The return of AmericanaFest after a difficult year off in 2020 is cause for celebration, and WMOT Roots Radio is here for it, presenting three afternoons of live music, including one of the most talent-packed Wired In sessions so far.
It marks another year of WMOT partnership with World Cafe and NPR Music, and it also represents a debut of this year’s coolest new Nashville music venue, Eastside Bowl in Madison at 1508 Gallatin Pike S.
It starts at noon Wednesday, Sept. 22, with Wired In, open to WMOT members, their guests and AmericanaFest badge and wristband holders. Doors open at 11 a.m.

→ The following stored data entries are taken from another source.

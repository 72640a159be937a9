//! Accounting period closing.
//!
//! Closing a period posts one journal that moves every revenue and expense
//! account's period activity into retained earnings, then records the period as
//! closed. From then on no entry dated inside it is written.

use crate::config::AccountMapping;
use crate::error::{check_range, LedgerError, LedgerResult};
use crate::models::{
    closing_source_id, AccountActivity, AccountType, ClosedPeriod, JournalLineInput,
    PeriodClosing, PeriodStatus, PostingRequest, SourceType, CLOSING_PURPOSE,
};
use crate::services::balance::BalancePropagator;
use crate::services::metrics::{DB_QUERY_DURATION, PERIOD_CLOSINGS_TOTAL};
use crate::services::posting::JournalEngine;
use chrono::NaiveDate;
use rust_decimal::Decimal;
use sqlx::postgres::PgPool;
use sqlx::{Postgres, Transaction};
use tracing::{info, instrument, warn};
use uuid::Uuid;

/// Advisory lock serializing period closing against posts. Posts hold it
/// shared, a closing holds it exclusively.
const PERIOD_LOCK_KEY: i64 = 0x4a45_5045_5249_4f44;

const PERIOD_COLUMNS: &str = "period_id, start_date, end_date, description, \
    closing_journal_id, total_revenue, total_expense, net_income, closed_utc";

/// Reject writes dated inside a closed period. Called before anything is
/// locked or written.
pub(crate) async fn ensure_open(
    tx: &mut Transaction<'static, Postgres>,
    date: NaiveDate,
) -> LedgerResult<()> {
    sqlx::query("SELECT pg_advisory_xact_lock_shared($1)")
        .bind(PERIOD_LOCK_KEY)
        .execute(&mut **tx)
        .await?;

    let closed: Option<(NaiveDate, NaiveDate)> = sqlx::query_as(
        r#"
        SELECT start_date, end_date FROM closed_periods
        WHERE $1 BETWEEN start_date AND end_date
        LIMIT 1
        "#,
    )
    .bind(date)
    .fetch_optional(&mut **tx)
    .await?;

    match closed {
        Some((period_start, period_end)) => Err(LedgerError::PeriodClosed {
            date,
            period_start,
            period_end,
        }),
        None => Ok(()),
    }
}

/// Lines and totals of a closing journal.
#[derive(Debug, Clone, PartialEq)]
pub struct ClosingPlan {
    pub lines: Vec<JournalLineInput>,
    pub total_revenue: Decimal,
    pub total_expense: Decimal,
    pub net_income: Decimal,
}

/// Zero every income-statement account's period activity against retained
/// earnings. Balance-sheet activity is ignored.
pub fn plan_closing(activity: &[AccountActivity], retained_earnings: Uuid) -> ClosingPlan {
    let mut lines = Vec::new();
    let mut total_revenue = Decimal::ZERO;
    let mut total_expense = Decimal::ZERO;

    for row in activity {
        // Debit-side balance to clear; a credit balance is negative.
        let net = match row.account_type.parse::<AccountType>() {
            Ok(AccountType::Revenue) => {
                let earned = row.credit_total - row.debit_total;
                total_revenue += earned;
                -earned
            }
            Ok(AccountType::Expense) => {
                let spent = row.debit_total - row.credit_total;
                total_expense += spent;
                spent
            }
            _ => continue,
        };
        let line = if net > Decimal::ZERO {
            JournalLineInput::credit(row.account_id, net)
        } else if net < Decimal::ZERO {
            JournalLineInput::debit(row.account_id, -net)
        } else {
            continue;
        };
        lines.push(line.with_description(format!("Close {} {}", row.code, row.name)));
    }

    let net_income = total_revenue - total_expense;
    if !lines.is_empty() {
        let transfer = if net_income > Decimal::ZERO {
            Some(JournalLineInput::credit(retained_earnings, net_income))
        } else if net_income < Decimal::ZERO {
            Some(JournalLineInput::debit(retained_earnings, -net_income))
        } else {
            None
        };
        if let Some(line) = transfer {
            lines.push(line.with_description("Net income to retained earnings"));
        }
    }

    ClosingPlan {
        lines,
        total_revenue,
        total_expense,
        net_income,
    }
}

#[derive(Clone)]
pub struct PeriodCloser {
    engine: JournalEngine,
    pool: PgPool,
    accounts: AccountMapping,
}

impl PeriodCloser {
    pub fn new(engine: JournalEngine, pool: PgPool, accounts: AccountMapping) -> Self {
        Self {
            engine,
            pool,
            accounts,
        }
    }

    /// Close `[start, end]`: post the closing journal and record the period in
    /// one transaction. Overlapping an already closed period is rejected.
    #[instrument(skip(self, description))]
    pub async fn close(
        &self,
        start: NaiveDate,
        end: NaiveDate,
        description: Option<&str>,
    ) -> LedgerResult<PeriodClosing> {
        let result = self.try_close(start, end, description).await;
        match &result {
            Ok(closing) => {
                PERIOD_CLOSINGS_TOTAL.with_label_values(&["closed"]).inc();
                info!(
                    period_id = %closing.period.period_id,
                    net_income = %closing.period.net_income,
                    journal_id = ?closing.period.closing_journal_id,
                    "Period closed"
                );
            }
            Err(e) => {
                PERIOD_CLOSINGS_TOTAL.with_label_values(&["rejected"]).inc();
                warn!(error = %e, "Period closing failed");
            }
        }
        result
    }

    async fn try_close(
        &self,
        start: NaiveDate,
        end: NaiveDate,
        description: Option<&str>,
    ) -> LedgerResult<PeriodClosing> {
        check_range(start, end)?;
        let retained_earnings = self.resolve_retained_earnings().await?;

        let mut tx = self.pool.begin().await?;
        BalancePropagator::authorize(&mut tx).await?;
        sqlx::query("SELECT pg_advisory_xact_lock($1)")
            .bind(PERIOD_LOCK_KEY)
            .execute(&mut *tx)
            .await?;

        let overlapping: Option<(NaiveDate, NaiveDate)> = sqlx::query_as(
            r#"
            SELECT start_date, end_date FROM closed_periods
            WHERE start_date <= $2 AND end_date >= $1
            ORDER BY start_date
            LIMIT 1
            "#,
        )
        .bind(start)
        .bind(end)
        .fetch_optional(&mut *tx)
        .await?;
        if let Some((period_start, period_end)) = overlapping {
            return Err(LedgerError::PeriodClosed {
                date: start.max(period_start),
                period_start,
                period_end,
            });
        }

        let activity = sqlx::query_as::<_, AccountActivity>(
            r#"
            SELECT a.account_id, a.code, a.name, a.account_type,
                   FALSE AS is_cash,
                   COALESCE(SUM(l.debit_amount), 0) AS debit_total,
                   COALESCE(SUM(l.credit_amount), 0) AS credit_total
            FROM journal_lines l
            JOIN journal_entries e ON e.journal_id = l.journal_id
            JOIN accounts a ON a.account_id = l.account_id
            WHERE e.status <> 'DRAFT' AND e.entry_date BETWEEN $1 AND $2
              AND a.account_type IN ('revenue', 'expense')
            GROUP BY a.account_id, a.code, a.name, a.account_type
            ORDER BY a.code
            "#,
        )
        .bind(start)
        .bind(end)
        .fetch_all(&mut *tx)
        .await?;

        let plan = plan_closing(&activity, retained_earnings);
        let journal = if plan.lines.is_empty() {
            None
        } else {
            let label = description
                .map(str::to_string)
                .unwrap_or_else(|| format!("Period closing {} to {}", start, end));
            let request = PostingRequest {
                source_type: SourceType::PeriodClose,
                source_id: closing_source_id(end),
                purpose: CLOSING_PURPOSE.to_string(),
                entry_date: end,
                description: Some(label),
                lines: plan.lines.clone(),
            };
            Some(self.engine.post_within(&mut tx, &request).await?)
        };

        let sql = format!(
            r#"
            INSERT INTO closed_periods
                (period_id, start_date, end_date, description, closing_journal_id,
                 total_revenue, total_expense, net_income)
            VALUES ($1, $2, $3, $4, $5, $6, $7, $8)
            RETURNING {}
            "#,
            PERIOD_COLUMNS
        );
        let period = sqlx::query_as::<_, ClosedPeriod>(&sql)
            .bind(Uuid::new_v4())
            .bind(start)
            .bind(end)
            .bind(description)
            .bind(journal.as_ref().map(|j| j.entry.journal_id))
            .bind(plan.total_revenue)
            .bind(plan.total_expense)
            .bind(plan.net_income)
            .fetch_one(&mut *tx)
            .await?;

        tx.commit().await?;
        Ok(PeriodClosing { period, journal })
    }

    /// The closed period containing `date`, if any.
    #[instrument(skip(self))]
    pub async fn status(&self, date: NaiveDate) -> LedgerResult<PeriodStatus> {
        let sql = format!(
            r#"
            SELECT {} FROM closed_periods
            WHERE $1 BETWEEN start_date AND end_date
            LIMIT 1
            "#,
            PERIOD_COLUMNS
        );
        let period = sqlx::query_as::<_, ClosedPeriod>(&sql)
            .bind(date)
            .fetch_optional(&self.pool)
            .await?;
        Ok(PeriodStatus {
            date,
            closed: period.is_some(),
            period,
        })
    }

    /// Every closed period, most recent first.
    #[instrument(skip(self))]
    pub async fn list(&self) -> LedgerResult<Vec<ClosedPeriod>> {
        let timer = DB_QUERY_DURATION
            .with_label_values(&["list_periods"])
            .start_timer();
        let sql = format!(
            "SELECT {} FROM closed_periods ORDER BY end_date DESC",
            PERIOD_COLUMNS
        );
        let periods = sqlx::query_as::<_, ClosedPeriod>(&sql)
            .fetch_all(&self.pool)
            .await?;
        timer.observe_duration();
        Ok(periods)
    }

    async fn resolve_retained_earnings(&self) -> LedgerResult<Uuid> {
        let code = &self.accounts.retained_earnings;
        let row: Option<(Uuid, String, bool)> = sqlx::query_as(
            "SELECT account_id, account_type, is_header FROM accounts WHERE code = $1",
        )
        .bind(code)
        .fetch_optional(&self.pool)
        .await?;

        match row {
            Some((account_id, account_type, false))
                if account_type.parse::<AccountType>() == Ok(AccountType::Equity) =>
            {
                Ok(account_id)
            }
            Some(_) => Err(LedgerError::Config(format!(
                "retained earnings account {} must be a postable equity account",
                code
            ))),
            None => Err(LedgerError::Config(format!(
                "retained earnings account {} is not in the chart of accounts",
                code
            ))),
        }
    }
}

#[cfg(test)]
mod tests {
    use super::*;
    use rust_decimal_macros::dec;

    fn activity(
        code: &str,
        account_type: AccountType,
        debit: Decimal,
        credit: Decimal,
    ) -> AccountActivity {
        AccountActivity {
            account_id: Uuid::new_v4(),
            code: code.to_string(),
            name: format!("Account {}", code),
            account_type: account_type.as_str().to_string(),
            is_cash: false,
            debit_total: debit,
            credit_total: credit,
        }
    }

    fn sum(lines: &[JournalLineInput]) -> (Decimal, Decimal) {
        lines.iter().fold((Decimal::ZERO, Decimal::ZERO), |(d, c), l| {
            (d + l.debit, c + l.credit)
        })
    }

    #[test]
    fn profit_moves_to_retained_earnings_as_credit() {
        let retained = Uuid::new_v4();
        let revenue = activity("4101", AccountType::Revenue, dec!(0), dec!(5000));
        let cogs = activity("5101", AccountType::Expense, dec!(3000), dec!(0));
        let (revenue_id, cogs_id) = (revenue.account_id, cogs.account_id);

        let plan = plan_closing(&[revenue, cogs], retained);

        assert_eq!(plan.total_revenue, dec!(5000));
        assert_eq!(plan.total_expense, dec!(3000));
        assert_eq!(plan.net_income, dec!(2000));
        assert_eq!(plan.lines.len(), 3);
        assert_eq!(plan.lines[0].account_id, revenue_id);
        assert_eq!(plan.lines[0].debit, dec!(5000));
        assert_eq!(plan.lines[1].account_id, cogs_id);
        assert_eq!(plan.lines[1].credit, dec!(3000));
        assert_eq!(plan.lines[2].account_id, retained);
        assert_eq!(plan.lines[2].credit, dec!(2000));
        let (debit, credit) = sum(&plan.lines);
        assert_eq!(debit, credit);
    }

    #[test]
    fn loss_debits_retained_earnings() {
        let retained = Uuid::new_v4();
        let plan = plan_closing(
            &[
                activity("4101", AccountType::Revenue, dec!(100), dec!(1100)),
                activity("5201", AccountType::Expense, dec!(1500), dec!(0)),
            ],
            retained,
        );
        assert_eq!(plan.net_income, dec!(-500));
        let transfer = plan.lines.last().unwrap();
        assert_eq!(transfer.account_id, retained);
        assert_eq!(transfer.debit, dec!(500));
        let (debit, credit) = sum(&plan.lines);
        assert_eq!(debit, credit);
    }

    #[test]
    fn break_even_needs_no_transfer_line() {
        let plan = plan_closing(
            &[
                activity("4101", AccountType::Revenue, dec!(0), dec!(800)),
                activity("5101", AccountType::Expense, dec!(800), dec!(0)),
            ],
            Uuid::new_v4(),
        );
        assert_eq!(plan.net_income, dec!(0));
        assert_eq!(plan.lines.len(), 2);
    }

    #[test]
    fn balance_sheet_and_settled_accounts_are_left_alone() {
        let plan = plan_closing(
            &[
                activity("1101", AccountType::Asset, dec!(900), dec!(0)),
                activity("4101", AccountType::Revenue, dec!(250), dec!(250)),
            ],
            Uuid::new_v4(),
        );
        assert!(plan.lines.is_empty());
        assert_eq!(plan.net_income, dec!(0));
    }

    #[test]
    fn closing_lines_are_described() {
        let plan = plan_closing(
            &[activity("4101", AccountType::Revenue, dec!(0), dec!(10))],
            Uuid::new_v4(),
        );
        assert_eq!(plan.lines[0].description.as_deref(), Some("Close 4101 Account 4101"));
        assert_eq!(
            plan.lines[1].description.as_deref(),
            Some("Net income to retained earnings")
        );
    }
}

Grammy Award-winning Aoife O’Donovan takes the stage at noon with her luminous voice and songs from a 20-year career that dates back to the innovative Crooked Still. Nashville-based bluesman and super-producer Colin Linden performs at 1 p.m., followed by Natalie Hemby at 2. Hemby is back to her solo artist ways with the new album “Pins and Needles” after her star turn with the Highwomen.
The AmericanaFest Day Stage presented by WMOT, NPR Music and World Cafe, kicks off on Friday, Sept. 24, with a special festival edition of World Cafe for WXPN, hosted by WMOT’s program director Jessie Scott, with breakout roots country singer and songwriter Sierra Ferrell. Ferrell’s moving, old-world voice and gypsy textures burst out of her Rounder Records debut “Long Time Coming.”
Then it’s live music from noon to 5 p.m. with: Austin’s pink paisley, guitar-slinging singer and songwriter Sue Foley (noon), Music Row songwriting standout and country storyteller Brandy Clark (1 p.m.), Clarksdale, Mississippi, phenomenon and award-magnet blues youngster Christone “Kingfish” Ingram (2 p.m.), feisty Canadian folk/grass ensemble The Dead South (3 p.m.) and the new star power vocal duo of Jade Jackson and Aubrey Sellers (4 p.m.).
The music picks back up at Eastside Bowl on Saturday, Sept. 25, with veteran musicians Bonnie and Elenor as The Whitmore Sisters rolling out their debut music (noon), Texas honky-tonker Jason Eady (1 p.m.), Kentucky storyteller and activist S.G. Goodman (2 p.m.), wry songwriting veteran and new Nashvillian Hayes Carll (3 p.m.) and breakout Oh Boy Records folk singer Tré Burt (4 p.m.).
The performances will air live on WMOT 89.5 FM and WMOT.org as well as a video stream at livesessions.npr.org.